#### Material for this exercise
++++++

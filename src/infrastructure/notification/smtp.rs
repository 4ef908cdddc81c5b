//! SMTP onboarding notifier using lettre

use async_trait::async_trait;
use lettre::{
    message::{header::ContentType, Mailbox},
    transport::smtp::authentication::Credentials,
    AsyncSmtpTransport, AsyncTransport, Message, Tokio1Executor,
};
use tracing::debug;
use uuid::Uuid;

use crate::domain::notification::{NotificationOutcome, OnboardingMessage, OnboardingNotifier};
use crate::domain::DomainError;

/// SMTP connection and sender settings
#[derive(Clone)]
pub struct SmtpConfig {
    pub host: String,
    pub port: u16,
    pub from_email: String,
    pub from_name: String,
    /// Optional for local relays such as Mailpit
    pub username: Option<String>,
    pub password: Option<String>,
    /// Implicit TLS; disable only for local development servers
    pub use_tls: bool,
}

impl std::fmt::Debug for SmtpConfig {
    fn fmt(&self, f: &mut std::fmt::Formatter<'_>) -> std::fmt::Result {
        f.debug_struct("SmtpConfig")
            .field("host", &self.host)
            .field("port", &self.port)
            .field("from_email", &self.from_email)
            .field("from_name", &self.from_name)
            .field("username", &self.username)
            .field("use_tls", &self.use_tls)
            .finish_non_exhaustive()
    }
}

/// Sends onboarding credentials as a plain-text email
pub struct SmtpOnboardingNotifier {
    transport: AsyncSmtpTransport<Tokio1Executor>,
    from: Mailbox,
    host: String,
}

/// A built email and the value of its `Message-ID` header
struct OutgoingEmail {
    email: Message,
    message_id: String,
}

impl SmtpOnboardingNotifier {
    pub fn new(config: SmtpConfig) -> Result<Self, DomainError> {
        let from: Mailbox = format!("{} <{}>", config.from_name, config.from_email)
            .parse()
            .map_err(|e| DomainError::configuration(format!("Invalid from address: {}", e)))?;

        let credentials = match (&config.username, &config.password) {
            (Some(username), Some(password)) => {
                Some(Credentials::new(username.clone(), password.clone()))
            }
            _ => None,
        };

        let transport = if config.use_tls {
            let mut builder = AsyncSmtpTransport::<Tokio1Executor>::relay(&config.host)
                .map_err(|e| {
                    DomainError::configuration(format!("Failed to create SMTP relay: {}", e))
                })?
                .port(config.port);
            if let Some(credentials) = credentials {
                builder = builder.credentials(credentials);
            }
            builder.build()
        } else {
            let mut builder =
                AsyncSmtpTransport::<Tokio1Executor>::builder_dangerous(&config.host)
                    .port(config.port);
            if let Some(credentials) = credentials {
                builder = builder.credentials(credentials);
            }
            builder.build()
        };

        Ok(Self {
            transport,
            from,
            host: config.host,
        })
    }

    fn build_message(&self, message: &OnboardingMessage) -> Result<OutgoingEmail, String> {
        let to: Mailbox = format!("{} <{}>", message.full_name, message.email)
            .parse()
            .or_else(|_| message.email.parse())
            .map_err(|e| format!("Invalid recipient address: {}", e))?;

        let message_id = format!("<{}@{}>", Uuid::new_v4(), self.from.email.domain());

        let email = Message::builder()
            .from(self.from.clone())
            .to(to)
            .message_id(Some(message_id.clone()))
            .subject(message.subject())
            .header(ContentType::TEXT_PLAIN)
            .body(message.text_body())
            .map_err(|e| format!("Failed to build email message: {}", e))?;

        Ok(OutgoingEmail { email, message_id })
    }
}

#[async_trait]
impl OnboardingNotifier for SmtpOnboardingNotifier {
    async fn send(&self, message: &OnboardingMessage) -> NotificationOutcome {
        debug!(to = %message.email, host = %self.host, "Sending onboarding email via SMTP");

        let OutgoingEmail { email, message_id } = match self.build_message(message) {
            Ok(outgoing) => outgoing,
            Err(reason) => return NotificationOutcome::failed(reason),
        };

        match self.transport.send(email).await {
            Ok(response) => {
                debug!(code = %response.code(), message_id = %message_id, "SMTP server accepted message");
                NotificationOutcome::Delivered {
                    message_id: Some(message_id),
                }
            }
            Err(e) => NotificationOutcome::failed(format!("SMTP send failed: {}", e)),
        }
    }

    fn name(&self) -> &'static str {
        "SMTP"
    }
}

#[cfg(test)]
mod tests {
    use super::*;
    use crate::domain::role::RoleName;

    fn local_config() -> SmtpConfig {
        SmtpConfig {
            host: "localhost".to_string(),
            port: 1025,
            from_email: "noreply@eyecare.local".to_string(),
            from_name: "EyeCare System".to_string(),
            username: None,
            password: Some("secret".to_string()),
            use_tls: false,
        }
    }

    fn message(email: &str) -> OnboardingMessage {
        OnboardingMessage {
            email: email.to_string(),
            full_name: "Jane Roe".to_string(),
            username: "jroe".to_string(),
            temporary_password: "Ab3$xYz9".to_string(),
            role_name: RoleName::Pharmacist,
        }
    }

    #[tokio::test]
    async fn test_build_message_sets_message_id_header() {
        let notifier = SmtpOnboardingNotifier::new(local_config()).unwrap();

        let outgoing = notifier.build_message(&message("jroe@example.com")).unwrap();

        assert!(outgoing.message_id.starts_with('<'));
        assert!(outgoing.message_id.ends_with("@eyecare.local>"));
        assert_eq!(
            outgoing.email.headers().get_raw("Message-ID"),
            Some(outgoing.message_id.as_str())
        );
    }

    #[tokio::test]
    async fn test_invalid_recipient_is_reported_not_raised() {
        let notifier = SmtpOnboardingNotifier::new(local_config()).unwrap();

        let outcome = notifier.send(&message("not an address")).await;
        assert!(matches!(outcome, NotificationOutcome::Failed { ref reason } if reason.starts_with("Invalid recipient address")));
    }

    #[test]
    fn test_invalid_sender_is_configuration_error() {
        let config = SmtpConfig {
            from_email: "broken".to_string(),
            ..local_config()
        };

        assert!(matches!(
            SmtpOnboardingNotifier::new(config),
            Err(DomainError::Configuration { .. })
        ));
    }

    #[test]
    fn test_config_debug_hides_password() {
        let debug = format!("{:?}", local_config());
        assert!(!debug.contains("secret"));
    }
}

++++++

#### What is needed
Write down every line of the data exactly as it appears above.

#### Expected output
filename src/infrastructure/notification/smtp.rs
repository 4ef908cdddc81c5b
//! SMTP onboarding notifier using lettre

use async_trait::async_trait;
use lettre::{
    message::{header::ContentType, Mailbox},
    transport::smtp::authentication::Credentials,
    AsyncSmtpTransport, AsyncTransport, Message, Tokio1Executor,
};
use tracing::debug;
use uuid::Uuid;

use crate::domain::notification::{NotificationOutcome, OnboardingMessage, OnboardingNotifier};
use crate::domain::DomainError;

/// SMTP connection and sender settings
#[derive(Clone)]
pub struct SmtpConfig {
    pub host: String,
    pub port: u16,
    pub from_email: String,
    pub from_name: String,
    /// Optional for local relays such as Mailpit
    pub username: Option<String>,
    pub password: Option<String>,
    /// Implicit TLS; disable only for local development servers
    pub use_tls: bool,
}

impl std::fmt::Debug for SmtpConfig {
    fn fmt(&self, f: &mut std::fmt::Formatter<'_>) -> std::fmt::Result {
        f.debug_struct("SmtpConfig")
            .field("host", &self.host)
            .field("port", &self.port)
            .field("from_email", &self.from_email)
            .field("from_name", &self.from_name)
            .field("username", &self.username)
            .field("use_tls", &self.use_tls)
            .finish_non_exhaustive()
    }
}

/// Sends onboarding credentials as a plain-text email
pub struct SmtpOnboardingNotifier {
    transport: AsyncSmtpTransport<Tokio1Executor>,
    from: Mailbox,
    host: String,
}

/// A built email and the value of its `Message-ID` header
struct OutgoingEmail {
    email: Message,
    message_id: String,
}

impl SmtpOnboardingNotifier {
    pub fn new(config: SmtpConfig) -> Result<Self, DomainError> {
        let from: Mailbox = format!("{} <{}>", config.from_name, config.from_email)
            .parse()
            .map_err(|e| DomainError::configuration(format!("Invalid from address: {}", e)))?;

        let credentials = match (&config.username, &config.password) {
            (Some(username), Some(password)) => {
                Some(Credentials::new(username.clone(), password.clone()))
            }
            _ => None,
        };

        let transport = if config.use_tls {
            let mut builder = AsyncSmtpTransport::<Tokio1Executor>::relay(&config.host)
                .map_err(|e| {
                    DomainError::configuration(format!("Failed to create SMTP relay: {}", e))
                })?
                .port(config.port);
            if let Some(credentials) = credentials {
                builder = builder.credentials(credentials);
            }
            builder.build()
        } else {
            let mut builder =
                AsyncSmtpTransport::<Tokio1Executor>::builder_dangerous(&config.host)
                    .port(config.port);
            if let Some(credentials) = credentials {
                builder = builder.credentials(credentials);
            }
            builder.build()
        };

        Ok(Self {
            transport,
            from,
            host: config.host,
        })
    }

    fn build_message(&self, message: &OnboardingMessage) -> Result<OutgoingEmail, String> {
        let to: Mailbox = format!("{} <{}>", message.full_name, message.email)
            .parse()
            .or_else(|_| message.email.parse())
            .map_err(|e| format!("Invalid recipient address: {}", e))?;

        let message_id = format!("<{}@{}>", Uuid::new_v4(), self.from.email.domain());

        let email = Message::builder()
            .from(self.from.clone())
            .to(to)
            .message_id(Some(message_id.clone()))
            .subject(message.subject())
            .header(ContentType::TEXT_PLAIN)
            .body(message.text_body())
            .map_err(|e| format!("Failed to build email message: {}", e))?;

        Ok(OutgoingEmail { email, message_id })
    }
}

#[async_trait]
impl OnboardingNotifier for SmtpOnboardingNotifier {
    async fn send(&self, message: &OnboardingMessage) -> NotificationOutcome {
        debug!(to = %message.email, host = %self.host, "Sending onboarding email via SMTP");

        let OutgoingEmail { email, message_id } = match self.build_message(message) {
            Ok(outgoing) => outgoing,
            Err(reason) => return NotificationOutcome::failed(reason),
        };

        match self.transport.send(email).await {
            Ok(response) => {
                debug!(code = %response.code(), message_id = %message_id, "SMTP server accepted message");
                NotificationOutcome::Delivered {
                    message_id: Some(message_id),
                }
            }
            Err(e) => NotificationOutcome::failed(format!("SMTP send failed: {}", e)),
        }
    }

    fn name(&self) -> &'static str {
        "SMTP"
    }
}

#[cfg(test)]
mod tests {
    use super::*;
    use crate::domain::role::RoleName;

    fn local_config() -> SmtpConfig {
        SmtpConfig {
            host: "localhost".to_string(),
            port: 1025,
            from_email: "noreply@eyecare.local".to_string(),
            from_name: "EyeCare System".to_string(),
            username: None,
            password: Some("secret".to_string()),
            use_tls: false,
        }
    }

    fn message(email: &str) -> OnboardingMessage {
        OnboardingMessage {
            email: email.to_string(),
            full_name: "Jane Roe".to_string(),
            username: "jroe".to_string(),
            temporary_password: "Ab3$xYz9".to_string(),
            role_name: RoleName::Pharmacist,
        }
    }

    #[tokio::test]
    async fn test_build_message_sets_message_id_header() {
        let notifier = SmtpOnboardingNotifier::new(local_config()).unwrap();

        let outgoing = notifier.build_message(&message("jroe@example.com")).unwrap();

        assert!(outgoing.message_id.starts_with('<'));
        assert!(outgoing.message_id.ends_with("@eyecare.local>"));
        assert_eq!(
            outgoing.email.headers().get_raw("Message-ID"),
            Some(outgoing.message_id.as_str())
        );
    }

    #[tokio::test]
    async fn test_invalid_recipient_is_reported_not_raised() {
        let notifier = SmtpOnboardingNotifier::new(local_config()).unwrap();

        let outcome = notifier.send(&message("not an address")).await;
        assert!(matches!(outcome, NotificationOutcome::Failed { ref reason } if reason.starts_with("Invalid recipient address")));
    }

    #[test]
    fn test_invalid_sender_is_configuration_error() {
        let config = SmtpConfig {
            from_email: "broken".to_string(),
            ..local_config()
        };

        assert!(matches!(
            SmtpOnboardingNotifier::new(config),
            Err(DomainError::Configuration { .. })
        ));
    }

    #[test]
    fn test_config_debug_hides_password() {
        let debug = format!("{:?}", local_config());
        assert!(!debug.contains("secret"));
    }
}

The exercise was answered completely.